■ Assignment: A faithful transcription of all the data is required.

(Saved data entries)
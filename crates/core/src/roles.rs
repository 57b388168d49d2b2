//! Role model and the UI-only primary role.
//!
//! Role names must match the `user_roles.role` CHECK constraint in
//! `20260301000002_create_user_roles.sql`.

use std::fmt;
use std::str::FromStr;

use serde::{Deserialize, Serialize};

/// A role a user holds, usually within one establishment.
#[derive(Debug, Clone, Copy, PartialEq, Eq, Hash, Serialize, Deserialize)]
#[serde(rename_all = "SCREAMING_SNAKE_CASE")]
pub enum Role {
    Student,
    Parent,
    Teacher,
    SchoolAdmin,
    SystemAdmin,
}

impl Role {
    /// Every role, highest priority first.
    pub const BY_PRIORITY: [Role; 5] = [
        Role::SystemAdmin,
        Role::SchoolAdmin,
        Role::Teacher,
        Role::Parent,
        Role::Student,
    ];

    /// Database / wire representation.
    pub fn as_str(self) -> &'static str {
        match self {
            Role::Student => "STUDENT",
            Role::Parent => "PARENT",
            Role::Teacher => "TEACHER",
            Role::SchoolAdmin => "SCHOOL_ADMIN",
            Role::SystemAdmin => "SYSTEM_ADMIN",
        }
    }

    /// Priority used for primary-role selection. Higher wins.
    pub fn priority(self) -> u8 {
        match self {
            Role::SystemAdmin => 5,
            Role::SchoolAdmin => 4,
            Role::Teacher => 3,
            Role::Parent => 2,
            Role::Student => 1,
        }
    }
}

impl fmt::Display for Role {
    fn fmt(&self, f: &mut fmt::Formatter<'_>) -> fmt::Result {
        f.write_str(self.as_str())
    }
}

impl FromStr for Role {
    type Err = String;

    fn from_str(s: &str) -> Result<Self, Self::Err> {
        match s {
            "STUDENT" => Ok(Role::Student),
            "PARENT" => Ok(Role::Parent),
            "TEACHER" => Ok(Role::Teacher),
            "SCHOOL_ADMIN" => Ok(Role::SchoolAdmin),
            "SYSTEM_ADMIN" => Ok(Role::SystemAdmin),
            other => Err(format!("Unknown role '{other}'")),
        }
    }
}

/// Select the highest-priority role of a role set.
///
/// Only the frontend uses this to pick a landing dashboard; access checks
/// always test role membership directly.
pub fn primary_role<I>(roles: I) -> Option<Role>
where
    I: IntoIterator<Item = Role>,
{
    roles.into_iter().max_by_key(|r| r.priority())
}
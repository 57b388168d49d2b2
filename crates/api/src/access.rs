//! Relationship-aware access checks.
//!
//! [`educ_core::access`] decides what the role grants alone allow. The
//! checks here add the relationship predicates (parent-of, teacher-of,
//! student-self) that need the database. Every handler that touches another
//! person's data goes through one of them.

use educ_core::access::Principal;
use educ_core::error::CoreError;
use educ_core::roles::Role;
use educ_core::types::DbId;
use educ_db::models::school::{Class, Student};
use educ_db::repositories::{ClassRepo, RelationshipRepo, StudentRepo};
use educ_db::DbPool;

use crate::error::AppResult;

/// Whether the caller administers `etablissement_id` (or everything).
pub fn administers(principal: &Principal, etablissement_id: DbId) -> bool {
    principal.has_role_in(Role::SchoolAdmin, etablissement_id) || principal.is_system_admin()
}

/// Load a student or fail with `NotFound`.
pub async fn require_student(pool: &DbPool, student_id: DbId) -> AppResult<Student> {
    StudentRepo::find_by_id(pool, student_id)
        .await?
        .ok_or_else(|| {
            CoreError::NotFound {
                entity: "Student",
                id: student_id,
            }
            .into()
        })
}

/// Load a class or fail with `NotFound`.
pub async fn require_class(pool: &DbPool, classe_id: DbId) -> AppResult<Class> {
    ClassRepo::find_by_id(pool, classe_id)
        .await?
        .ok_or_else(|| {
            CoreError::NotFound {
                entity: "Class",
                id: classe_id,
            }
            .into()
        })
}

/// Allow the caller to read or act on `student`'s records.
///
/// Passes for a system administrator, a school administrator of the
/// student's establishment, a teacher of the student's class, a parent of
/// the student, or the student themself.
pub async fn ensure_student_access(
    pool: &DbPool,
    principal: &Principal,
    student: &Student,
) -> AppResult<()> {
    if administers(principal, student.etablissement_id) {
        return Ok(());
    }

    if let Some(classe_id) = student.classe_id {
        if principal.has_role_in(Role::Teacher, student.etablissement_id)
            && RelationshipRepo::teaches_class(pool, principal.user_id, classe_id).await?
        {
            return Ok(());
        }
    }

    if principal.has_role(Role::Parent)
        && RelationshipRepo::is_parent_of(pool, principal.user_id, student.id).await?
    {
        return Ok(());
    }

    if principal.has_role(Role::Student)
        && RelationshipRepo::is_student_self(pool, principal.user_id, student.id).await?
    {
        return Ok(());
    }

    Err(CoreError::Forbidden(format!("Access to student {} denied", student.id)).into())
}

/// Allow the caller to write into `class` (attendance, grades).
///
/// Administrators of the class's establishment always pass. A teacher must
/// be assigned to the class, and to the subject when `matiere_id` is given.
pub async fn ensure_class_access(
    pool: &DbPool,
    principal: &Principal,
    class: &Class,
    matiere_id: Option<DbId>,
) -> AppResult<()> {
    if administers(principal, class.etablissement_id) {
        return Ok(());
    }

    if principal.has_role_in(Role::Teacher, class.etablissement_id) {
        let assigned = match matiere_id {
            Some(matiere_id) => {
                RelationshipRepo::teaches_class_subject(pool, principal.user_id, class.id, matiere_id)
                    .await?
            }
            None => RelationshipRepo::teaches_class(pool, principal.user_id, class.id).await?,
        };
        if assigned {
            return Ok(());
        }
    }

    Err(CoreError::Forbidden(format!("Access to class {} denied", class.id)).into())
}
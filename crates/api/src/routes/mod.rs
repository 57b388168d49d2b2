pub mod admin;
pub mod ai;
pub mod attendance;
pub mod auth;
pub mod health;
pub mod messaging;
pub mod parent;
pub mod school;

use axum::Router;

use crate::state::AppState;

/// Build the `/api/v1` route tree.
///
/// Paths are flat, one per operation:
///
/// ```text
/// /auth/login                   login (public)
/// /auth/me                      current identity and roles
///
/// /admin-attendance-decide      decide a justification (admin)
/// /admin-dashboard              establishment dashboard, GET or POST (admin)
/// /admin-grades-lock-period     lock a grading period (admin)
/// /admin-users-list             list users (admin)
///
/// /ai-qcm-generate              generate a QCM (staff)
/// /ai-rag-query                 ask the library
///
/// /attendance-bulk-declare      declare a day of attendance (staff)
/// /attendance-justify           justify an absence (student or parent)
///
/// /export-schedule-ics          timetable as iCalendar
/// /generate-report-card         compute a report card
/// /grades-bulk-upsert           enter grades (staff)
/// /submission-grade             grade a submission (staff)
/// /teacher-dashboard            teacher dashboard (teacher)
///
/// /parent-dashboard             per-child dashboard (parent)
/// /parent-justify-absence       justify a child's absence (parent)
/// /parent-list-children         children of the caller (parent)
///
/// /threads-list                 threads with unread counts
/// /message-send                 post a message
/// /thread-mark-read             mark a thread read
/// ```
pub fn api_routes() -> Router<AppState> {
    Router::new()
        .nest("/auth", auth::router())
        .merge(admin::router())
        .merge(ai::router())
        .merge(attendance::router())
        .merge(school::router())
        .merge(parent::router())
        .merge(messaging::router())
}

■ Written solution:
filename crates/core/src/roles.rs
repository 57b388168d49d2b2
//! Role model and the UI-only primary role.
//!
//! Role names must match the `user_roles.role` CHECK constraint in
//! `20260301000002_create_user_roles.sql`.

use std::fmt;
use std::str::FromStr;

use serde::{Deserialize, Serialize};

/// A role a user holds, usually within one establishment.
#[derive(Debug, Clone, Copy, PartialEq, Eq, Hash, Serialize, Deserialize)]
#[serde(rename_all = "SCREAMING_SNAKE_CASE")]
pub enum Role {
    Student,
    Parent,
    Teacher,
    SchoolAdmin,
    SystemAdmin,
}

impl Role {
    /// Every role, highest priority first.
    pub const BY_PRIORITY: [Role; 5] = [
        Role::SystemAdmin,
        Role::SchoolAdmin,
        Role::Teacher,
        Role::Parent,
        Role::Student,
    ];

    /// Database / wire representation.
    pub fn as_str(self) -> &'static str {
        match self {
            Role::Student => "STUDENT",
            Role::Parent => "PARENT",
            Role::Teacher => "TEACHER",
            Role::SchoolAdmin => "SCHOOL_ADMIN",
            Role::SystemAdmin => "SYSTEM_ADMIN",
        }
    }

    /// Priority used for primary-role selection. Higher wins.
    pub fn priority(self) -> u8 {
        match self {
            Role::SystemAdmin => 5,
            Role::SchoolAdmin => 4,
            Role::Teacher => 3,
            Role::Parent => 2,
            Role::Student => 1,
        }
    }
}

impl fmt::Display for Role {
    fn fmt(&self, f: &mut fmt::Formatter<'_>) -> fmt::Result {
        f.write_str(self.as_str())
    }
}

impl FromStr for Role {
    type Err = String;

    fn from_str(s: &str) -> Result<Self, Self::Err> {
        match s {
            "STUDENT" => Ok(Role::Student),
            "PARENT" => Ok(Role::Parent),
            "TEACHER" => Ok(Role::Teacher),
            "SCHOOL_ADMIN" => Ok(Role::SchoolAdmin),
            "SYSTEM_ADMIN" => Ok(Role::SystemAdmin),
            other => Err(format!("Unknown role '{other}'")),
        }
    }
}

/// Select the highest-priority role of a role set.
///
/// Only the frontend uses this to pick a landing dashboard; access checks
/// always test role membership directly.
pub fn primary_role<I>(roles: I) -> Option<Role>
where
    I: IntoIterator<Item = Role>,
{
    roles.into_iter().max_by_key(|r| r.priority())
}
repository 57b388168d49d2b2
filename crates/api/src/access.rs
//! Relationship-aware access checks.
//!
//! [`educ_core::access`] decides what the role grants alone allow. The
//! checks here add the relationship predicates (parent-of, teacher-of,
//! student-self) that need the database. Every handler that touches another
//! person's data goes through one of them.

use educ_core::access::Principal;
use educ_core::error::CoreError;
use educ_core::roles::Role;
use educ_core::types::DbId;
use educ_db::models::school::{Class, Student};
use educ_db::repositories::{ClassRepo, RelationshipRepo, StudentRepo};
use educ_db::DbPool;

use crate::error::AppResult;

/// Whether the caller administers `etablissement_id` (or everything).
pub fn administers(principal: &Principal, etablissement_id: DbId) -> bool {
    principal.has_role_in(Role::SchoolAdmin, etablissement_id) || principal.is_system_admin()
}

/// Load a student or fail with `NotFound`.
pub async fn require_student(pool: &DbPool, student_id: DbId) -> AppResult<Student> {
    StudentRepo::find_by_id(pool, student_id)
        .await?
        .ok_or_else(|| {
            CoreError::NotFound {
                entity: "Student",
                id: student_id,
            }
            .into()
        })
}

/// Load a class or fail with `NotFound`.
pub async fn require_class(pool: &DbPool, classe_id: DbId) -> AppResult<Class> {
    ClassRepo::find_by_id(pool, classe_id)
        .await?
        .ok_or_else(|| {
            CoreError::NotFound {
                entity: "Class",
                id: classe_id,
            }
            .into()
        })
}

/// Allow the caller to read or act on `student`'s records.
///
/// Passes for a system administrator, a school administrator of the
/// student's establishment, a teacher of the student's class, a parent of
/// the student, or the student themself.
pub async fn ensure_student_access(
    pool: &DbPool,
    principal: &Principal,
    student: &Student,
) -> AppResult<()> {
    if administers(principal, student.etablissement_id) {
        return Ok(());
    }

    if let Some(classe_id) = student.classe_id {
        if principal.has_role_in(Role::Teacher, student.etablissement_id)
            && RelationshipRepo::teaches_class(pool, principal.user_id, classe_id).await?
        {
            return Ok(());
        }
    }

    if principal.has_role(Role::Parent)
        && RelationshipRepo::is_parent_of(pool, principal.user_id, student.id).await?
    {
        return Ok(());
    }

    if principal.has_role(Role::Student)
        && RelationshipRepo::is_student_self(pool, principal.user_id, student.id).await?
    {
        return Ok(());
    }

    Err(CoreError::Forbidden(format!("Access to student {} denied", student.id)).into())
}

/// Allow the caller to write into `class` (attendance, grades).
///
/// Administrators of the class's establishment always pass. A teacher must
/// be assigned to the class, and to the subject when `matiere_id` is given.
pub async fn ensure_class_access(
    pool: &DbPool,
    principal: &Principal,
    class: &Class,
    matiere_id: Option<DbId>,
) -> AppResult<()> {
    if administers(principal, class.etablissement_id) {
        return Ok(());
    }

    if principal.has_role_in(Role::Teacher, class.etablissement_id) {
        let assigned = match matiere_id {
            Some(matiere_id) => {
                RelationshipRepo::teaches_class_subject(pool, principal.user_id, class.id, matiere_id)
                    .await?
            }
            None => RelationshipRepo::teaches_class(pool, principal.user_id, class.id).await?,
        };
        if assigned {
            return Ok(());
        }
    }

    Err(CoreError::Forbidden(format!("Access to class {} denied", class.id)).into())
}
filename crates/api/src/routes/mod.rs
repository 57b388168d49d2b2
pub mod admin;
pub mod ai;
pub mod attendance;
pub mod auth;
pub mod health;
pub mod messaging;
pub mod parent;
pub mod school;

use axum::Router;

use crate::state::AppState;

/// Build the `/api/v1` route tree.
///
/// Paths are flat, one per operation:
///
/// ```text
/// /auth/login                   login (public)
/// /auth/me                      current identity and roles
///
/// /admin-attendance-decide      decide a justification (admin)
/// /admin-dashboard              establishment dashboard, GET or POST (admin)
/// /admin-grades-lock-period     lock a grading period (admin)
/// /admin-users-list             list users (admin)
///
/// /ai-qcm-generate              generate a QCM (staff)
/// /ai-rag-query                 ask the library
///
/// /attendance-bulk-declare      declare a day of attendance (staff)
/// /attendance-justify           justify an absence (student or parent)
///
/// /export-schedule-ics          timetable as iCalendar
/// /generate-report-card         compute a report card
/// /grades-bulk-upsert           enter grades (staff)
/// /submission-grade             grade a submission (staff)
/// /teacher-dashboard            teacher dashboard (teacher)
///
/// /parent-dashboard             per-child dashboard (parent)
/// /parent-justify-absence       justify a child's absence (parent)
/// /parent-list-children         children of the caller (parent)
///
/// /threads-list                 threads with unread counts
/// /message-send                 post a message
/// /thread-mark-read             mark a thread read
/// ```
pub fn api_routes() -> Router<AppState> {
    Router::new()
        .nest("/auth", auth::router())
        .merge(admin::router())
        .merge(ai::router())
        .merge(attendance::router())
        .merge(school::router())
        .merge(parent::router())
        .merge(messaging::router())
}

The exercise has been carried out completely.